Pioneers: Ann Mulyanti

Feb 04, 2011

ITCHING to follow her father’s footsteps, 18-year-old Ann Mulyanti was not redundant like most of her contemporaries. During her S.4 vacation, she always tagged along her father as he went to work.

First female pharmacist in Uganda

By Vicky Wandawa


ITCHING to follow her father’s footsteps, 18-year-old Ann Mulyanti was not redundant like most of her contemporaries. During her S.4 vacation, she always tagged along her father as he went to work.

The father, Sirasi Mubanda, was a senior medic at Mulago Hospital.

“I admired and learned as he and his colleagues worked, mixing and dispensing drugs. Originally, I dreamed of doing medicine, but the experience altered my passion to pharmacy,” she recalls.

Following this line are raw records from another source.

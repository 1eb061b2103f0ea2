mod config;

use anyhow::{Context, Result};
use apple_client_secret::{
    create_client_secret, decode, parse_lifetime, Audience, LifetimePreset, TokenRequest,
};
use chrono::Utc;
use clap::{Args, Parser, Subcommand, ValueEnum};
use std::io::Read;
use std::path::{Path, PathBuf};
use std::process::ExitCode;
use tracing::debug;

// ─── CLI ─────────────────────────────────────────────────────────────────────

#[derive(Parser)]
#[command(
    name = "apple-client-secret",
    version,
    about = "Generate Sign in with Apple client secrets"
)]
struct Cli {
    /// Output format.
    #[arg(long, default_value = "text", global = true)]
    format: Format,

    /// Override data directory (default: ./apple-client-secret or ~/.apple-client-secret).
    #[arg(long, global = true)]
    data_dir: Option<PathBuf>,

    #[command(subcommand)]
    cmd: Cmd,
}

#[derive(Clone, Copy, ValueEnum)]
enum Format {
    Text,
    Json,
}

#[derive(Clone, Copy, ValueEnum)]
enum Preset {
    Hour,
    Day,
    Week,
    Month,
    SixMonths,
    Year,
}

impl From<Preset> for LifetimePreset {
    fn from(p: Preset) -> Self {
        match p {
            Preset::Hour => LifetimePreset::Hour,
            Preset::Day => LifetimePreset::Day,
            Preset::Week => LifetimePreset::Week,
            Preset::Month => LifetimePreset::Month,
            Preset::SixMonths => LifetimePreset::SixMonths,
            Preset::Year => LifetimePreset::Year,
        }
    }
}

#[derive(Subcommand)]
enum Cmd {
    /// Create a new data directory with a template config.
    Init {
        /// Create in ~/.apple-client-secret instead of ./apple-client-secret.
        #[arg(long)]
        global: bool,
    },

    /// Sign a new client secret.
    Sign(SignArgs),

    /// Show the header and claims of a token. Does NOT verify the signature.
    Decode {
        /// The token, or `-` to read it from stdin.
        token: String,
    },

    /// List configured profiles.
    Profiles,
}

#[derive(Args)]
struct SignArgs {
    /// Profile from config.toml to start from.
    #[arg(long)]
    profile: Option<String>,
    /// Key identifier (10 characters, from the key's download name).
    #[arg(long)]
    key_id: Option<String>,
    /// Team identifier, used as `iss`.
    #[arg(long)]
    team_id: Option<String>,
    /// Services ID or bundle ID, used as `sub`.
    #[arg(long)]
    client_id: Option<String>,
    /// Path to an `AuthKey_*.p8` file, or the key text itself.
    #[arg(long)]
    private_key: Option<String>,
    /// Lifetime in seconds (at most 15777000).
    #[arg(long, conflicts_with = "preset")]
    lifetime: Option<String>,
    /// Named lifetime instead of --lifetime.
    #[arg(long, value_enum)]
    preset: Option<Preset>,
    /// Value of the `aud` claim, or `none` to omit it.
    #[arg(long)]
    audience: Option<String>,
}

// ─── Entry ───────────────────────────────────────────────────────────────────

fn main() -> ExitCode {
    tracing_subscriber::fmt()
        .with_env_filter(
            tracing_subscriber::EnvFilter::try_from_default_env()
                .unwrap_or_else(|_| "apple_client_secret=warn".into()),
        )
        .with_writer(std::io::stderr)
        .init();

    let cli = Cli::parse();
    let format = cli.format;

    match run(cli) {
        Ok(()) => ExitCode::SUCCESS,
        Err(e) => {
            report_error(&e, format);
            ExitCode::FAILURE
        }
    }
}

fn run(cli: Cli) -> Result<()> {
    if let Cmd::Init { global } = &cli.cmd {
        return cmd_init(*global);
    }
    if let Cmd::Decode { token } = &cli.cmd {
        return cmd_decode(token, cli.format);
    }

    let data_dir = config::resolve_data_dir(cli.data_dir.as_deref())?;
    debug!(data_dir = %data_dir.display(), "resolved data directory");

    match cli.cmd {
        Cmd::Init { .. } | Cmd::Decode { .. } => unreachable!(),
        Cmd::Sign(args) => cmd_sign(&data_dir, &args, cli.format),
        Cmd::Profiles => cmd_profiles(&data_dir, cli.format),
    }
}

fn report_error(err: &anyhow::Error, fmt: Format) {
    let (kind, message) = match err.downcast_ref::<apple_client_secret::Error>() {
        Some(e) => (e.kind(), e.message().to_string()),
        None => ("Error", format!("{err:#}")),
    };
    match fmt {
        Format::Json => {
            let out = serde_json::json!({ "error": { "kind": kind, "message": message } });
            println!("{out:#}");
        }
        Format::Text => eprintln!("error: {err:#}"),
    }
}

// ─── init ────────────────────────────────────────────────────────────────────

fn cmd_init(global: bool) -> Result<()> {
    let dir = config::init_data_dir(global)?;
    std::fs::create_dir_all(&dir)?;

    let cfg_path = dir.join(config::CONFIG_FILE);
    if cfg_path.exists() {
        eprintln!("Config already exists: {}", cfg_path.display());
    } else {
        std::fs::write(&cfg_path, config::CONFIG_TEMPLATE)?;
        eprintln!("Created {}", cfg_path.display());
    }

    eprintln!("Initialized in {}", dir.display());
    eprintln!();
    eprintln!("Next steps:");
    eprintln!(
        "  1. Copy your AuthKey_*.p8 into {} and edit {}",
        dir.display(),
        cfg_path.display()
    );
    eprintln!("  2. Run `apple-client-secret sign --profile web`");
    Ok(())
}

// ─── sign ────────────────────────────────────────────────────────────────────

fn cmd_sign(data_dir: &Path, args: &SignArgs, fmt: Format) -> Result<()> {
    let base = match config::Config::load_optional(data_dir)? {
        Some(cfg) => cfg.settings(args.profile.as_deref())?,
        None => {
            if let Some(name) = &args.profile {
                anyhow::bail!(
                    "profile '{name}' requested but no config found.\n\
                     Looked in: {}",
                    data_dir.display()
                );
            }
            config::Settings::default()
        }
    };

    let lifetime_secs = match (&args.lifetime, args.preset) {
        (Some(text), _) => parse_lifetime(text)?,
        (None, Some(preset)) => LifetimePreset::from(preset).seconds(),
        (None, None) => base
            .lifetime
            .unwrap_or_else(|| LifetimePreset::Month.seconds()),
    };

    let request = TokenRequest {
        key_id: args.key_id.clone().or(base.key_id).unwrap_or_default(),
        issuer: args.team_id.clone().or(base.team_id).unwrap_or_default(),
        subject: args.client_id.clone().or(base.client_id).unwrap_or_default(),
        audience: args
            .audience
            .clone()
            .map(Audience::from)
            .or(base.audience)
            .unwrap_or_default(),
        lifetime_secs,
    };

    let key_value = match (&args.private_key, base.private_key) {
        (Some(v), _) => Some((v.clone(), PathBuf::from("."))),
        (None, Some(v)) => Some((v, data_dir.to_path_buf())),
        (None, None) => None,
    };

    // Caller input is checked before the key is even read from disk.
    request.validate(key_value.is_some())?;

    let key_text = match key_value {
        Some((value, relative_to)) => config::resolve_key(&value, &relative_to)?,
        None => String::new(),
    };

    let token = create_client_secret(&request, &key_text)?;

    match fmt {
        Format::Text => println!("{token}"),
        Format::Json => {
            let decoded = decode(token.as_str())?;
            let out = serde_json::json!({
                "token": token,
                "header": decoded.header,
                "claims": decoded.claims,
                "issued_at": decoded.issued_at,
                "expires_at": decoded.expires_at,
            });
            println!("{}", serde_json::to_string_pretty(&out)?);
        }
    }
    Ok(())
}

// ─── decode ──────────────────────────────────────────────────────────────────

fn cmd_decode(token: &str, fmt: Format) -> Result<()> {
    let token = if token == "-" {
        let mut buf = String::new();
        std::io::stdin()
            .read_to_string(&mut buf)
            .context("could not read token from stdin")?;
        buf
    } else {
        token.to_string()
    };

    let decoded = decode(&token)?;
    let expired = decoded.is_expired_at(Utc::now());

    match fmt {
        Format::Json => {
            let out = serde_json::json!({
                "header": decoded.header,
                "claims": decoded.claims,
                "issued_at": decoded.issued_at,
                "expires_at": decoded.expires_at,
                "expired": expired,
                "signature_verified": false,
            });
            println!("{}", serde_json::to_string_pretty(&out)?);
        }
        Format::Text => {
            println!("Header");
            println!("{}", "─".repeat(40));
            println!("{}", serde_json::to_string_pretty(&decoded.header)?);
            println!();
            println!("Claims");
            println!("{}", "─".repeat(40));
            println!("{}", serde_json::to_string_pretty(&decoded.claims)?);
            println!();
            println!("Issued:     {}", decoded.issued_at_display());
            let status = if expired == Some(true) { " (expired)" } else { "" };
            println!("Expires:    {}{status}", decoded.expires_at_display());
            println!("Signature:  present, NOT verified");
        }
    }
    Ok(())
}

// ─── profiles ────────────────────────────────────────────────────────────────

fn cmd_profiles(data_dir: &Path, fmt: Format) -> Result<()> {
    if !data_dir.join(config::CONFIG_FILE).exists() {
        anyhow::bail!(
            "No config found. Run `apple-client-secret init` first.\n\
             Looked in: {}",
            data_dir.display()
        );
    }
    let cfg = config::Config::load(data_dir)?;

    match fmt {
        Format::Json => {
            let out: Vec<serde_json::Value> = cfg
                .profiles
                .iter()
                .map(|p| {
                    let s = p.settings.clone().or(&cfg.defaults);
                    serde_json::json!({
                        "name": p.name,
                        "client_id": s.client_id,
                        "team_id": s.team_id,
                        "key_id": s.key_id,
                        "audience": s.audience.unwrap_or_default().to_string(),
                        "lifetime": s.lifetime,
                    })
                })
                .collect();
            println!("{}", serde_json::to_string_pretty(&out)?);
        }
        Format::Text => {
            if cfg.profiles.is_empty() {
                println!("No profiles configured.");
                return Ok(());
            }
            println!(
                "{:<16} {:<32} {:<12} AUDIENCE",
                "NAME", "CLIENT ID", "KEY ID"
            );
            println!("{}", "-".repeat(90));
            for p in &cfg.profiles {
                let s = p.settings.clone().or(&cfg.defaults);
                println!(
                    "{:<16} {:<32} {:<12} {}",
                    p.name,
                    s.client_id.as_deref().unwrap_or("-"),
                    s.key_id.as_deref().unwrap_or("-"),
                    s.audience.unwrap_or_default(),
                );
            }
        }
    }
    Ok(())
}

Nine months down the road, it was time for university education. Unfortunately, there was no institution in Uganda offering a bachelors in pharmacy.

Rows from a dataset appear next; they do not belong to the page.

//! Token inspection for display.
//!
//! [`decode`] does NOT verify the signature. It only splits a token and
//! decodes its header and claims so a human can read them. Never use its
//! output to make a trust decision.

use base64::engine::general_purpose::URL_SAFE_NO_PAD;
use base64::Engine;
use chrono::{DateTime, SecondsFormat, Utc};
use serde::Serialize;
use serde_json::{Map, Value};

use crate::error::{Error, Result};

const MALFORMED_TOKEN: &str = "malformed token";
const MALFORMED_SEGMENT: &str = "malformed segment";

/// Shown in place of a timestamp the token does not carry.
pub const UNAVAILABLE: &str = "unavailable";

/// Read-only view of a compact token. The signature is kept as text and is
/// never checked.
#[derive(Debug, Clone, PartialEq, Serialize)]
pub struct DecodedToken {
    pub header: Map<String, Value>,
    pub claims: Map<String, Value>,
    pub issued_at: Option<DateTime<Utc>>,
    pub expires_at: Option<DateTime<Utc>>,
    #[serde(skip)]
    pub signature: String,
}

impl DecodedToken {
    pub fn issued_at_display(&self) -> String {
        display_time(self.issued_at)
    }

    pub fn expires_at_display(&self) -> String {
        display_time(self.expires_at)
    }

    /// `None` when the token has no usable `exp`.
    pub fn is_expired_at(&self, now: DateTime<Utc>) -> Option<bool> {
        self.expires_at.map(|exp| exp <= now)
    }
}

fn display_time(t: Option<DateTime<Utc>>) -> String {
    t.map(|t| t.to_rfc3339_opts(SecondsFormat::Secs, true))
        .unwrap_or_else(|| UNAVAILABLE.to_string())
}

/// Split and decode a compact token. Display only; see the module docs.
pub fn decode(token: &str) -> Result<DecodedToken> {
    let parts: Vec<&str> = token.trim().split('.').collect();
    if parts.len() != 3 || parts.iter().any(|p| p.is_empty()) {
        return Err(Error::decode(MALFORMED_TOKEN));
    }

    let header = decode_object(parts[0])?;
    let claims = decode_object(parts[1])?;

    let signature = parts[2];
    if !signature
        .bytes()
        .all(|b| b.is_ascii_alphanumeric() || b == b'-' || b == b'_')
    {
        return Err(Error::decode(MALFORMED_SEGMENT));
    }

    let issued_at = timestamp(&claims, "iat");
    let expires_at = timestamp(&claims, "exp");

    Ok(DecodedToken {
        header,
        claims,
        issued_at,
        expires_at,
        signature: signature.to_string(),
    })
}

fn decode_object(segment: &str) -> Result<Map<String, Value>> {
    let bytes = URL_SAFE_NO_PAD
        .decode(segment)
        .map_err(|_| Error::decode(MALFORMED_SEGMENT))?;
    let text = String::from_utf8(bytes).map_err(|_| Error::decode(MALFORMED_SEGMENT))?;
    match serde_json::from_str(&text) {
        Ok(Value::Object(map)) => Ok(map),
        _ => Err(Error::decode(MALFORMED_SEGMENT)),
    }
}

fn timestamp(claims: &Map<String, Value>, name: &str) -> Option<DateTime<Utc>> {
    let secs = claims.get(name)?.as_i64()?;
    DateTime::from_timestamp(secs, 0)
}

Her father took her to the UK. However, not for a bachelors in pharmacy immediately. She studied the equivalent of high school specialising in science subjects. This was in Bath, and later Norwood technical colleges, for three years.

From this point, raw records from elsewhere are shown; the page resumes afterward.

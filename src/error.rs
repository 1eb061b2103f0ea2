//! Error taxonomy shared by every stage of token construction.
//!
//! Messages are fixed strings or derived from caller-visible input only.
//! They never carry key bytes or PEM text.

use thiserror::Error;

#[derive(Debug, Clone, PartialEq, Eq, Error)]
pub enum Error {
    /// Missing or out-of-range caller input.
    #[error("{0}")]
    Validation(String),
    /// Key text that cannot be turned into a PEM block.
    #[error("invalid key format: {0}")]
    InvalidKeyFormat(String),
    /// PEM block whose contents are not a P-256 PKCS#8 private key.
    #[error("key import failed: {0}")]
    KeyImport(String),
    #[error("signing failed: {0}")]
    Signing(String),
    /// Token handed to the inspector is not a well-formed compact JWS.
    #[error("decode failed: {0}")]
    Decode(String),
}

impl Error {
    pub(crate) fn validation(msg: impl Into<String>) -> Self {
        Self::Validation(msg.into())
    }

    pub(crate) fn key_import(msg: impl Into<String>) -> Self {
        Self::KeyImport(msg.into())
    }

    pub(crate) fn decode(msg: impl Into<String>) -> Self {
        Self::Decode(msg.into())
    }

    /// Stable name of the error kind, used in structured output.
    pub fn kind(&self) -> &'static str {
        match self {
            Self::Validation(_) => "ValidationError",
            Self::InvalidKeyFormat(_) => "InvalidKeyFormat",
            Self::KeyImport(_) => "KeyImportError",
            Self::Signing(_) => "SigningError",
            Self::Decode(_) => "DecodeError",
        }
    }

    /// The bare message without the kind prefix.
    pub fn message(&self) -> &str {
        match self {
            Self::Validation(m)
            | Self::InvalidKeyFormat(m)
            | Self::KeyImport(m)
            | Self::Signing(m)
            | Self::Decode(m) => m,
        }
    }
}

pub type Result<T> = std::result::Result<T, Error>;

A year into her studies, she was awarded a scholarship from the Buganda government. The scholarship stretched to her bachelor’s degree in pharmacy at Manchester University.

In 1961, she returned, becoming the first female pharmacist in Uganda. She worked with Buganda medical stores and later Mulago Hospital. A year later, she got married to Justine Mulyanti, an economist. They had five children, four boys and a girl.

In 1972, when Asians were ordered out of the country, she acquired a pharmacy from an Indian friend and named it Kampala pharmacy.

In 1995, she resorted to supervising other pharmacies on a part time basis, to date.